▶ Records provided

↓

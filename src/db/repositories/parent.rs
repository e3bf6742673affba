//! Parent repository
//!
//! Database operations for parents and the parent-student link.

use crate::config::DatabaseDriver;
use crate::db::DynDatabasePool;
use crate::models::{Parent, Student};
use anyhow::{Context, Result};
use async_trait::async_trait;
use chrono::Utc;
use sqlx::{MySqlPool, Row, SqlitePool};
use std::sync::Arc;

use super::student::{row_to_student_mysql, row_to_student_sqlite, STUDENT_COLUMNS};

/// Fields that may change on a parent profile update. `None` keeps the value.
#[derive(Debug, Clone, Default)]
pub struct ParentChanges {
    pub first_name: Option<String>,
    pub last_name: Option<String>,
    pub email: Option<String>,
}

/// Parent repository trait
#[async_trait]
pub trait ParentRepository: Send + Sync {
    /// Insert a new parent
    async fn create(&self, parent: &Parent) -> Result<Parent>;

    /// Get parent by ID
    async fn get_by_id(&self, id: i64) -> Result<Option<Parent>>;

    /// Get parent by email
    async fn get_by_email(&self, email: &str) -> Result<Option<Parent>>;

    /// Apply profile changes and return the updated record
    async fn update(&self, id: i64, changes: &ParentChanges) -> Result<Parent>;

    /// Whether either the parent or the student already has a link
    async fn has_link(&self, parent_id: i64, student_id: i64) -> Result<bool>;

    /// Link a parent to a student
    async fn link(&self, parent_id: i64, student_id: i64) -> Result<()>;

    /// The student linked to a parent, if any
    async fn linked_student(&self, parent_id: i64) -> Result<Option<Student>>;
}

/// SQLx-based parent repository implementation
pub struct SqlxParentRepository {
    pool: DynDatabasePool,
}

impl SqlxParentRepository {
    pub fn new(pool: DynDatabasePool) -> Self {
        Self { pool }
    }

    pub fn boxed(pool: DynDatabasePool) -> Arc<dyn ParentRepository> {
        Arc::new(Self::new(pool))
    }
}

const PARENT_COLUMNS: &str =
    "id, first_name, last_name, email, password_hash, created_at, updated_at";

#[async_trait]
impl ParentRepository for SqlxParentRepository {
    async fn create(&self, parent: &Parent) -> Result<Parent> {
        match self.pool.driver() {
            DatabaseDriver::Sqlite => create_parent_sqlite(self.pool.sqlite()?, parent).await,
            DatabaseDriver::Mysql => create_parent_mysql(self.pool.mysql()?, parent).await,
        }
    }

    async fn get_by_id(&self, id: i64) -> Result<Option<Parent>> {
        let sql = format!("SELECT {} FROM parents WHERE id = ?", PARENT_COLUMNS);
        match self.pool.driver() {
            DatabaseDriver::Sqlite => sqlx::query(&sql)
                .bind(id)
                .fetch_optional(self.pool.sqlite()?)
                .await
                .context("Failed to get parent by ID")?
                .as_ref()
                .map(row_to_parent_sqlite)
                .transpose(),
            DatabaseDriver::Mysql => sqlx::query(&sql)
                .bind(id)
                .fetch_optional(self.pool.mysql()?)
                .await
                .context("Failed to get parent by ID")?
                .as_ref()
                .map(row_to_parent_mysql)
                .transpose(),
        }
    }

    async fn get_by_email(&self, email: &str) -> Result<Option<Parent>> {
        let sql = format!("SELECT {} FROM parents WHERE email = ?", PARENT_COLUMNS);
        match self.pool.driver() {
            DatabaseDriver::Sqlite => sqlx::query(&sql)
                .bind(email)
                .fetch_optional(self.pool.sqlite()?)
                .await
                .context("Failed to get parent by email")?
                .as_ref()
                .map(row_to_parent_sqlite)
                .transpose(),
            DatabaseDriver::Mysql => sqlx::query(&sql)
                .bind(email)
                .fetch_optional(self.pool.mysql()?)
                .await
                .context("Failed to get parent by email")?
                .as_ref()
                .map(row_to_parent_mysql)
                .transpose(),
        }
    }

    async fn update(&self, id: i64, changes: &ParentChanges) -> Result<Parent> {
        let sql = r#"
            UPDATE parents
            SET first_name = COALESCE(?, first_name),
                last_name = COALESCE(?, last_name),
                email = COALESCE(?, email),
                updated_at = ?
            WHERE id = ?
        "#;
        let now = Utc::now();
        match self.pool.driver() {
            DatabaseDriver::Sqlite => sqlx::query(sql)
                .bind(&changes.first_name)
                .bind(&changes.last_name)
                .bind(&changes.email)
                .bind(now)
                .bind(id)
                .execute(self.pool.sqlite()?)
                .await
                .map(|_| ()),
            DatabaseDriver::Mysql => sqlx::query(sql)
                .bind(&changes.first_name)
                .bind(&changes.last_name)
                .bind(&changes.email)
                .bind(now)
                .bind(id)
                .execute(self.pool.mysql()?)
                .await
                .map(|_| ()),
        }
        .context("Failed to update parent")?;

        self.get_by_id(id)
            .await?
            .context("Parent disappeared during update")
    }

    async fn has_link(&self, parent_id: i64, student_id: i64) -> Result<bool> {
        let sql = "SELECT COUNT(*) AS links FROM parent_students WHERE parent_id = ? OR student_id = ?";
        let links: i64 = match self.pool.driver() {
            DatabaseDriver::Sqlite => sqlx::query(sql)
                .bind(parent_id)
                .bind(student_id)
                .fetch_one(self.pool.sqlite()?)
                .await
                .context("Failed to check parent link")?
                .try_get("links")?,
            DatabaseDriver::Mysql => sqlx::query(sql)
                .bind(parent_id)
                .bind(student_id)
                .fetch_one(self.pool.mysql()?)
                .await
                .context("Failed to check parent link")?
                .try_get("links")?,
        };
        Ok(links > 0)
    }

    async fn link(&self, parent_id: i64, student_id: i64) -> Result<()> {
        let sql = "INSERT INTO parent_students (parent_id, student_id) VALUES (?, ?)";
        match self.pool.driver() {
            DatabaseDriver::Sqlite => sqlx::query(sql)
                .bind(parent_id)
                .bind(student_id)
                .execute(self.pool.sqlite()?)
                .await
                .map(|_| ()),
            DatabaseDriver::Mysql => sqlx::query(sql)
                .bind(parent_id)
                .bind(student_id)
                .execute(self.pool.mysql()?)
                .await
                .map(|_| ()),
        }
        .context("Failed to link parent and student")
    }

    async fn linked_student(&self, parent_id: i64) -> Result<Option<Student>> {
        let sql = format!(
            "SELECT {} FROM students s JOIN parent_students ps ON ps.student_id = s.id WHERE ps.parent_id = ?",
            STUDENT_COLUMNS
        );
        match self.pool.driver() {
            DatabaseDriver::Sqlite => sqlx::query(&sql)
                .bind(parent_id)
                .fetch_optional(self.pool.sqlite()?)
                .await
                .context("Failed to load linked student")?
                .as_ref()
                .map(row_to_student_sqlite)
                .transpose(),
            DatabaseDriver::Mysql => sqlx::query(&sql)
                .bind(parent_id)
                .fetch_optional(self.pool.mysql()?)
                .await
                .context("Failed to load linked student")?
                .as_ref()
                .map(row_to_student_mysql)
                .transpose(),
        }
    }
}

// ============================================================================
// SQLite implementations
// ============================================================================

async fn create_parent_sqlite(pool: &SqlitePool, parent: &Parent) -> Result<Parent> {
    let now = Utc::now();
    let result = sqlx::query(
        r#"
        INSERT INTO parents (first_name, last_name, email, password_hash, created_at, updated_at)
        VALUES (?, ?, ?, ?, ?, ?)
        "#,
    )
    .bind(&parent.first_name)
    .bind(&parent.last_name)
    .bind(&parent.email)
    .bind(&parent.password_hash)
    .bind(now)
    .bind(now)
    .execute(pool)
    .await
    .context("Failed to create parent")?;

    Ok(Parent {
        id: result.last_insert_rowid(),
        created_at: now,
        updated_at: now,
        ..parent.clone()
    })
}

fn row_to_parent_sqlite(row: &sqlx::sqlite::SqliteRow) -> Result<Parent> {
    Ok(Parent {
        id: row.try_get("id")?,
        first_name: row.try_get("first_name")?,
        last_name: row.try_get("last_name")?,
        email: row.try_get("email")?,
        password_hash: row.try_get("password_hash")?,
        created_at: row.try_get("created_at")?,
        updated_at: row.try_get("updated_at")?,
    })
}

// ============================================================================
// MySQL implementations
// ============================================================================

async fn create_parent_mysql(pool: &MySqlPool, parent: &Parent) -> Result<Parent> {
    let now = Utc::now();
    let result = sqlx::query(
        r#"
        INSERT INTO parents (first_name, last_name, email, password_hash, created_at, updated_at)
        VALUES (?, ?, ?, ?, ?, ?)
        "#,
    )
    .bind(&parent.first_name)
    .bind(&parent.last_name)
    .bind(&parent.email)
    .bind(&parent.password_hash)
    .bind(now)
    .bind(now)
    .execute(pool)
    .await
    .context("Failed to create parent")?;

    Ok(Parent {
        id: result.last_insert_id() as i64,
        created_at: now,
        updated_at: now,
        ..parent.clone()
    })
}

fn row_to_parent_mysql(row: &sqlx::mysql::MySqlRow) -> Result<Parent> {
    Ok(Parent {
        id: row.try_get("id")?,
        first_name: row.try_get("first_name")?,
        last_name: row.try_get("last_name")?,
        email: row.try_get("email")?,
        password_hash: row.try_get("password_hash")?,
        created_at: row.try_get("created_at")?,
        updated_at: row.try_get("updated_at")?,
    })
}

#[cfg(test)]
mod tests {
    use super::*;
    use crate::db::repositories::{SqlxStudentRepository, StudentRepository};
    use crate::db::{create_test_pool, migrations};

    async fn setup() -> (SqlxParentRepository, SqlxStudentRepository) {
        let pool = create_test_pool().await.expect("Failed to create test pool");
        migrations::run_migrations(&pool)
            .await
            .expect("Failed to run migrations");
        (
            SqlxParentRepository::new(pool.clone()),
            SqlxStudentRepository::new(pool),
        )
    }

    fn parent(email: &str) -> Parent {
        Parent::new(
            "Marie".to_string(),
            "Curie".to_string(),
            email.to_string(),
            "hash".to_string(),
        )
    }

    fn student(email: &str) -> Student {
        Student::new(
            "Irene".to_string(),
            "Curie".to_string(),
            email.to_string(),
            "hash".to_string(),
        )
    }

    #[tokio::test]
    async fn test_create_and_lookup_parent() {
        let (parents, _) = setup().await;
        let created = parents.create(&parent("marie@example.com")).await.unwrap();

        let by_email = parents
            .get_by_email("marie@example.com")
            .await
            .unwrap()
            .unwrap();
        assert_eq!(by_email.id, created.id);
        assert!(parents.get_by_id(created.id + 1).await.unwrap().is_none());
    }

    #[tokio::test]
    async fn test_link_and_has_link() {
        let (parents, students) = setup().await;
        let p1 = parents.create(&parent("p1@example.com")).await.unwrap();
        let p2 = parents.create(&parent("p2@example.com")).await.unwrap();
        let s1 = students.create(&student("s1@example.com")).await.unwrap();
        let s2 = students.create(&student("s2@example.com")).await.unwrap();

        assert!(!parents.has_link(p1.id, s1.id).await.unwrap());
        parents.link(p1.id, s1.id).await.unwrap();

        // Either side being linked counts
        assert!(parents.has_link(p1.id, s2.id).await.unwrap());
        assert!(parents.has_link(p2.id, s1.id).await.unwrap());
        assert!(!parents.has_link(p2.id, s2.id).await.unwrap());

        let linked = parents.linked_student(p1.id).await.unwrap().unwrap();
        assert_eq!(linked.id, s1.id);
        assert!(parents.linked_student(p2.id).await.unwrap().is_none());
    }

    #[tokio::test]
    async fn test_update_parent() {
        let (parents, _) = setup().await;
        let created = parents.create(&parent("old@example.com")).await.unwrap();

        let updated = parents
            .update(
                created.id,
                &ParentChanges {
                    last_name: Some("Sklodowska".to_string()),
                    ..Default::default()
                },
            )
            .await
            .unwrap();

        assert_eq!(updated.first_name, "Marie");
        assert_eq!(updated.last_name, "Sklodowska");
        assert_eq!(updated.email, "old@example.com");
    }
}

↑

Look through the material above for the word "WHERE" and copy every line that has it.

▶ Written solution
        let sql = format!("SELECT {} FROM parents WHERE id = ?", PARENT_COLUMNS);
        let sql = format!("SELECT {} FROM parents WHERE email = ?", PARENT_COLUMNS);
            WHERE id = ?
        let sql = "SELECT COUNT(*) AS links FROM parent_students WHERE parent_id = ? OR student_id = ?";
            "SELECT {} FROM students s JOIN parent_students ps ON ps.student_id = s.id WHERE ps.parent_id = ?",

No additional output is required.